• _What to do_
Set down the lines of the data exactly, starting at the first and stopping after the line containing "str, total_quantity: u64".

• _Input_
//! Product-detail page: resolves the navigational product selector against
//! the catalog, renders the product, and wires the add action into the cart.

use cart::{
    format::{escape_html, format_naira},
    store::{CartStore, Storage},
};
use tracing::{info, warn};

/// Fixed display conversion rate for the secondary USD price.
const NAIRA_TO_USD: u64 = 1600;

#[derive(Debug, PartialEq, Eq)]
pub enum AddOutcome {
    /// Line appended or merged and persisted; carries the transient notice
    /// text and the new badge count for the counter display.
    Added { name: &'static str, total_quantity: u64 },
    /// Unknown or missing key: the cart is left untouched.
    UnknownProduct,
}

/// Renders the detail page for the `product` selector. An unknown or absent
/// key renders the "not found" state.
pub fn render(key: Option<&str>) -> String {
    let Some(product) = key.and_then(catalog::get) else {
        warn!(key, "Invalid product key");
        return String::from(
            "<h2 id=\"product-name\">Product not found</h2>\n\
             <p id=\"product-description\">Use ?product=casio or gshock or navi, etc.</p>",
        );
    };

    let name = escape_html(product.name);
    format!(
        "<h2 id=\"product-name\">{name}</h2>\n\
         <img id=\"product-image\" src=\"{}\" alt=\"{name}\">\n\
         <p id=\"product-description\">{}</p>\n\
         <p>₦<span id=\"product-price-naira\">{}</span> \
         ($<span id=\"product-price-usd\">{:.2}</span>)</p>\n\
         <button id=\"add-to-cart-btn\">Add to Cart</button>",
        product.image,
        escape_html(product.description),
        format_naira(product.price_naira),
        product.price_naira as f64 / NAIRA_TO_USD as f64,
    )
}

/// The add action: load fresh, merge the product in, persist. Returns the
/// notice and badge count, or reports the key as unknown without touching
/// the store.
pub fn add_to_cart<S: Storage>(store: &CartStore<S>, key: &str) -> AddOutcome {
    let Some(product) = catalog::get(key) else {
        warn!(key, "Cannot add: product not found");
        return AddOutcome::UnknownProduct;
    };

    let mut cart = store.load();
    cart.add_or_merge(key, product.name, product.price_naira);
    store.save(&cart);

    info!(key, total_quantity = cart.total_quantity(), "Added to cart");
    AddOutcome::Added { name: product.name, total_quantity: cart.total_quantity() }
}

#[cfg(test)]
mod tests {
    use cart::store::{CartStore, MemoryStore};

    use super::{AddOutcome, add_to_cart, render};

    #[test]
    fn test_render_known_product() {
        let page = render(Some("casio"));
        assert!(page.contains("Casio Classic"));
        assert!(page.contains("₦<span id=\"product-price-naira\">55,000</span>"));
        assert!(page.contains("($<span id=\"product-price-usd\">34.38</span>)"));
    }

    #[test]
    fn test_render_unknown_product() {
        for key in [None, Some("seiko")] {
            let page = render(key);
            assert!(page.contains("Product not found"));
            assert!(!page.contains("add-to-cart-btn"));
        }
    }

    #[test]
    fn test_add_merges_and_counts() {
        let store = CartStore::new(MemoryStore::default());

        assert_eq!(
            add_to_cart(&store, "casio"),
            AddOutcome::Added { name: "Casio Classic", total_quantity: 1 }
        );
        assert_eq!(
            add_to_cart(&store, "casio"),
            AddOutcome::Added { name: "Casio Classic", total_quantity: 2 }
        );

        let cart = store.load();
        assert_eq!(cart.len(), 1);
        assert_eq!(cart.lines()[0].quantity, 2);
    }

    #[test]
    fn test_unknown_key_leaves_store_untouched() {
        let store = CartStore::new(MemoryStore::default());

        assert_eq!(add_to_cart(&store, "seiko"), AddOutcome::UnknownProduct);
        assert!(store.load().is_empty());
    }
}
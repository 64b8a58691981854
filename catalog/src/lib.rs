//! # Catalog
//!
//! The immutable product table, keyed by product id. Both pages resolve
//! products through [`get`]; an unknown key is a normal, expected outcome
//! (the detail page shows its "not found" state), never an error.

use std::{collections::HashMap, sync::LazyLock};

#[derive(Debug, Clone, PartialEq, Eq)]
pub struct Product {
    pub name: &'static str,
    pub price_naira: u64,
    pub description: &'static str,
    pub image: &'static str,
}

static PRODUCTS: LazyLock<HashMap<&'static str, Product>> = LazyLock::new(|| {
    HashMap::from([
        (
            "casio",
            Product {
                name: "Casio Classic",
                price_naira: 55_000,
                description: "Timeless Casio — lightweight, reliable and great for everyday wear.",
                image: "images/casio.jpg",
            },
        ),
        (
            "gshock",
            Product {
                name: "G-Shock Explorer",
                price_naira: 45_000,
                description: "Rugged G-Shock built to take shocks, water and adventures.",
                image: "images/gshock.jpg.JPG",
            },
        ),
        (
            "navi",
            Product {
                name: "NaviForce Sport",
                price_naira: 75_000,
                description: "Sporty NaviForce — precise, durable and stylish for active days.",
                image: "images/Navi.jpg",
            },
        ),
        (
            "patek",
            Product {
                name: "Patek Elegance",
                price_naira: 85_000,
                description: "Refined Patek-style design with dressy details and presence.",
                image: "images/patek.1.jpg",
            },
        ),
        (
            "rewa",
            Product {
                name: "Reward VIP",
                price_naira: 65_000,
                description: "Reward VIP — attention-grabbing look with premium finishes.",
                image: "images/rewa.jpg.JPG",
            },
        ),
        (
            "rolex",
            Product {
                name: "Rolex Prestige",
                price_naira: 250_000,
                description: "Rolex-level styling that signals craftsmanship and status.",
                image: "images/rolex.jpg.JPG",
            },
        ),
        (
            "smart",
            Product {
                name: "Smart Watch HR12",
                price_naira: 40_000,
                description: "HR12 Smart — notifications, health tracking and modern looks.",
                image: "images/smart.jpg.JPG",
            },
        ),
    ])
});

pub fn get(key: &str) -> Option<&'static Product> {
    PRODUCTS.get(key)
}

#[cfg(test)]
mod tests {
    use super::get;

    #[test]
    fn test_known_key() {
        let product = get("casio").unwrap();
        assert_eq!(product.name, "Casio Classic");
        assert_eq!(product.price_naira, 55_000);
    }

    #[test]
    fn test_unknown_key() {
        assert!(get("seiko").is_none());
        assert!(get("").is_none());
    }

    #[test]
    fn test_full_table() {
        for key in ["casio", "gshock", "navi", "patek", "rewa", "rolex", "smart"] {
            let product = get(key).unwrap();
            assert!(!product.name.is_empty());
            assert!(product.price_naira > 0);
        }
    }
}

• _Solution for this problem_
//! Product-detail page: resolves the navigational product selector against
//! the catalog, renders the product, and wires the add action into the cart.

use cart::{
    format::{escape_html, format_naira},
    store::{CartStore, Storage},
};
use tracing::{info, warn};

/// Fixed display conversion rate for the secondary USD price.
const NAIRA_TO_USD: u64 = 1600;

#[derive(Debug, PartialEq, Eq)]
pub enum AddOutcome {
    /// Line appended or merged and persisted; carries the transient notice
    /// text and the new badge count for the counter display.
    Added { name: &'static str, total_quantity: u64 },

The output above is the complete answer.